YOU’RE NOT ALONE IN THE DARK
Part 1: Horror And Me Article

By Award-Winning Editor, Eugene Johnson


May is Mental Health month. I’ve been struggling horribly for a while now with disabilities including PTSD, anxiety with panic attacks, bipolar depression, ADHD, dyslexia, agoraphobia, and more. Over, the last few years these have been impossible to manage, affecting every area of my life from my physical health to my relationships. I struggle with suicidal ideations everyday, wanting the ongoing pain to stop. Throughout my life, one of my primary coping mechanisms has been storytelling in the horror genre. I found myself creating fiction in the horror genre as a form of therapy and escape. Lately, I’ve been thinking of my struggles and how storytelling and the horror genre have been such an important part of my survival. I decided to write a series of articles based on my reflections, covering my experience on how a genre that some see as taboo has been a lifeline for me all my life. Below is the first article.
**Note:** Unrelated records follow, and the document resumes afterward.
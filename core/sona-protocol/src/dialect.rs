#[cfg(feature = "serde")]
use serde::{Deserialize as SerdeDeserialize, Serialize as SerdeSerialize};

/// Dialect variation the grammar engine tolerates.
#[derive(Debug, Clone, Copy, PartialEq, Eq, Hash)]
#[cfg_attr(feature = "serde", derive(SerdeDeserialize, SerdeSerialize))]
#[cfg_attr(feature = "serde", serde(default))]
pub struct Dialect {
    /// Allow `li pi ...` (a predicate regrouped by `pi` right after `li`).
    pub li_pi_is_valid: bool,
}

impl Dialect {
    /// Rejects every structural particle adjacency, `li pi` included.
    pub const fn strict() -> Self {
        Self { li_pi_is_valid: false }
    }
}

impl Default for Dialect {
    fn default() -> Self {
        Self { li_pi_is_valid: true }
    }
}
Stephen King once said, “we make up horrors to help us cope with the real ones in the world.”


Looking back on my life, seeing how horror has helped me cope with my own trauma and mental illness, I believe that King’s statement above may sum up why people are so drawn to horror. Horror allows us to escape real-life monsters, even if it’s for just a few moments. Horror is an important piece of our culture, helping us to cope with the dark side of humanity that is sometimes too hard for a person to face.
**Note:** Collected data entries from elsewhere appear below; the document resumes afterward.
use sona_morph::Lexeme;
use sona_protocol::{Particle, Word};
use tracing::trace;

use crate::ast::{ChainLink, ComplexChain, Predicate, PredicateKind, PrepositionalPhrase, VerbPhrase};
use crate::chain::resolve_pi_chain;
use crate::context::Context;
use crate::error::{ParseError, ParseResult};
use crate::phrase::{lexemes, prepositional_phrases};
use crate::split::split_before;
use crate::token::{contains, fragment, Token};

/// Classifies one `li ...` / `o ...` clause.
pub(crate) fn classify_predicate(ctx: &mut Context<'_>, tokens: &[Token<'_>]) -> ParseResult<Predicate> {
    if tokens.len() < 2 {
        return Err(ParseError::EmptySpan {
            what: "predicate",
            fragment: fragment(tokens),
        });
    }

    if contains(tokens, Particle::E) {
        transitive(ctx, tokens)
    } else {
        intransitive(ctx, tokens)
    }
}

fn governing_particle(tokens: &[Token<'_>], whole: &[Token<'_>]) -> ParseResult<Particle> {
    match tokens.first().and_then(Token::particle) {
        Some(particle) if particle.is_governing() => Ok(particle),
        _ => Err(ParseError::MissingGoverningParticle {
            found: tokens.first().map(|t| t.text).unwrap_or_default().into(),
            fragment: fragment(whole),
        }),
    }
}

/// `li moku e kili e telo ~kepeken ilo`
fn transitive(ctx: &mut Context<'_>, tokens: &[Token<'_>]) -> ParseResult<Predicate> {
    // 1. Verb part, then one piece per object
    let pieces = split_before(tokens, |t| t.is(Particle::E));
    let (verb_part, object_parts) = pieces.split_first().ok_or(ParseError::EmptyArgument { stage: "predicate" })?;
    let particle = governing_particle(verb_part, tokens)?;

    let kind = match &verb_part[1..] {
        [] => PredicateKind::Verb(VerbPhrase::default()),
        [first, rest @ ..] if first.is(Particle::Pi) => PredicateKind::Pi(nominal(ctx, rest)?),
        rest if contains(rest, Particle::Pi) => PredicateKind::Nominal(nominal(ctx, rest)?),
        rest => PredicateKind::Verb(verb_phrase(ctx, rest)),
    };

    // 2. Prepositions trail the last object and belong to the predicate
    let degenerate = || ParseError::DegenerateObject {
        fragment: fragment(tokens),
    };
    let (last, leading) = object_parts.split_last().ok_or_else(degenerate)?;
    let last_pieces = split_before(last, Token::is_preposition);
    let (last_object, trailing) = last_pieces.split_first().ok_or_else(degenerate)?;

    let mut objects = Vec::with_capacity(object_parts.len());
    for part in leading.iter().chain(std::iter::once(last_object)) {
        if part.len() < 2 {
            return Err(degenerate());
        }
        objects.push(ChainLink::Simple(resolve_pi_chain(ctx, &part[1..])?));
    }

    let prepositions = prepositional_phrases(ctx, trailing)?;
    Ok(Predicate::new(
        particle,
        kind,
        Some(ComplexChain::new(Particle::E, objects)?),
        prepositions,
    ))
}

/// `li pona`, `li jan pi ma ni`, `li pi jan pona`, `li lon ~tawa ma`
fn intransitive(ctx: &mut Context<'_>, tokens: &[Token<'_>]) -> ParseResult<Predicate> {
    let pieces = split_before(tokens, Token::is_preposition);
    let (verb_part, preposition_parts) = pieces.split_first().ok_or(ParseError::EmptyArgument { stage: "predicate" })?;
    let particle = governing_particle(verb_part, tokens)?;

    let mut kind = match &verb_part[1..] {
        [] => None,
        [first, rest @ ..] if first.is(Particle::Pi) => Some(PredicateKind::Pi(nominal(ctx, rest)?)),
        rest if contains(rest, Particle::Pi) => Some(PredicateKind::Nominal(nominal(ctx, rest)?)),
        rest => Some(PredicateKind::Verb(verb_phrase(ctx, rest))),
    };

    let mut prepositions = Vec::with_capacity(preposition_parts.len());
    for part in preposition_parts {
        match *part {
            // `li ~tawa`: with nothing else to act as the verb, the preposition is the verb
            [preposition] if kind.is_none() => {
                trace!(preposition = preposition.bare(), "bare preposition promoted to verb");
                let head = Lexeme::Simple(Word::new(preposition.bare()));
                kind = Some(PredicateKind::Verb(VerbPhrase::new(Vec::new(), Some(head), Default::default())));
            }
            [preposition] => prepositions.push(PrepositionalPhrase::new(Word::new(preposition.bare()), None)),
            _ => prepositions.extend(prepositional_phrases(ctx, &[*part])?),
        }
    }

    Ok(Predicate::new(
        particle,
        kind.unwrap_or_else(|| PredicateKind::Verb(VerbPhrase::default())),
        None,
        prepositions,
    ))
}

/// A nominal predicate is a single pi chain wrapped as coordination.
fn nominal(ctx: &mut Context<'_>, tokens: &[Token<'_>]) -> ParseResult<ComplexChain> {
    let chain = resolve_pi_chain(ctx, tokens)?;
    ComplexChain::new(Particle::En, vec![ChainLink::Simple(chain)])
}

/// Modals are taken while no head has been seen; the first non-modal is the head and
/// everything after it is an adverb. When every word is modal-shaped (`li wile`) the
/// phrase is re-read with no modals at all.
fn verb_phrase(ctx: &Context<'_>, tokens: &[Token<'_>]) -> VerbPhrase {
    let words = lexemes(ctx, tokens);

    let is_modal = |lexeme: &Lexeme| {
        lexeme
            .as_word()
            .is_some_and(|word| ctx.lexicon.is_modal(word.as_str()))
    };

    let phrase = split_verb_phrase(&words, is_modal).or_else(|| {
        trace!(fragment = %fragment(tokens), "no head verb after modals, reading without modals");
        split_verb_phrase(&words, |_| false)
    });

    phrase.unwrap_or_default()
}

fn split_verb_phrase(words: &[Lexeme], is_modal: impl Fn(&Lexeme) -> bool) -> Option<VerbPhrase> {
    let head_at = words.iter().position(|word| !is_modal(word))?;
    Some(VerbPhrase::new(
        words[..head_at].to_vec(),
        Some(words[head_at].clone()),
        words[head_at + 1..].iter().cloned().collect(),
    ))
}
When I look back at all the horrible times in my life, I can see I was drawn to the horror genre as a way to deal with the all too real horrors I faced daily in my home at the hands of abusive and neglectful parents. 
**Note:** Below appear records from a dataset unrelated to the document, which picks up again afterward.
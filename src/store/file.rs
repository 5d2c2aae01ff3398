use std::path::PathBuf;

use tokio::sync::Mutex;

use super::{Record, RecordStore, StoreResult, Tables, Versioned};

/// Store backed by a single JSON document on disk.
///
/// Every operation loads the document, applies the change and writes it back
/// under one mutex, so read-modify-write cycles on this handle never
/// interleave. Writes go to a sibling temp file first and are renamed into
/// place.
#[derive(Debug)]
pub struct JsonFileStore {
    path: PathBuf,
    lock: Mutex<()>,
}

impl JsonFileStore {
    pub fn open(path: impl Into<PathBuf>) -> Self {
        Self {
            path: path.into(),
            lock: Mutex::new(()),
        }
    }

    async fn load(&self) -> StoreResult<Tables> {
        match tokio::fs::read_to_string(&self.path).await {
            Ok(contents) if contents.trim().is_empty() => Ok(Tables::default()),
            Ok(contents) => Ok(serde_json::from_str(&contents)?),
            Err(e) if e.kind() == std::io::ErrorKind::NotFound => Ok(Tables::default()),
            Err(e) => Err(e.into()),
        }
    }

    async fn save(&self, tables: &Tables) -> StoreResult<()> {
        if let Some(parent) = self.path.parent()
            && !parent.as_os_str().is_empty()
        {
            tokio::fs::create_dir_all(parent).await?;
        }
        let tmp = self.path.with_extension("json.tmp");
        tokio::fs::write(&tmp, serde_json::to_vec_pretty(tables)?).await?;
        tokio::fs::rename(&tmp, &self.path).await?;
        Ok(())
    }
}

impl RecordStore for JsonFileStore {
    async fn get<R: Record>(&self, id: &str) -> StoreResult<Versioned<R>> {
        let _guard = self.lock.lock().await;
        self.load().await?.get(id)
    }

    async fn insert<R: Record>(&self, record: &R) -> StoreResult<u64> {
        let _guard = self.lock.lock().await;
        let mut tables = self.load().await?;
        let version = tables.insert(record)?;
        self.save(&tables).await?;
        Ok(version)
    }

    async fn compare_and_swap<R: Record>(&self, expected: u64, record: &R) -> StoreResult<u64> {
        let _guard = self.lock.lock().await;
        let mut tables = self.load().await?;
        let version = tables.compare_and_swap(expected, record)?;
        self.save(&tables).await?;
        Ok(version)
    }

    async fn list<R: Record>(&self) -> StoreResult<Vec<R>> {
        let _guard = self.lock.lock().await;
        self.load().await?.list()
    }

    async fn next_id(&self, sequence: &str) -> StoreResult<u64> {
        let _guard = self.lock.lock().await;
        let mut tables = self.load().await?;
        let id = tables.next_id(sequence);
        self.save(&tables).await?;
        Ok(id)
    }
}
My father was very abusive, taking the majority of his anger out on me from when I was a very young age. I was his outlet—he and my mother blamed me for everything that went wrong in their lives.

He even pushed my mother out of a moving car when she was in the late stages of her pregnancy with me. They thought they were going to lose me for a bit. When I was born he directed his anger towards me taking it out on me any chance he could. So from an early age, my maternal grandparents would take me as much as they could, inviting me to stay at their house in Rockwood, Michigan to spare me of the terror of my parents.

I grew up on horror in the late seventies and eighties. Everything was horror and the fantastic. My grandmother introduced to me to the genre. I still remember going to the theater with her to see Poltergeist shorty after my fifth birthday. The clown scene scared the crap out of me, along with the scene with the corpses in the water. Yet I loved the movie.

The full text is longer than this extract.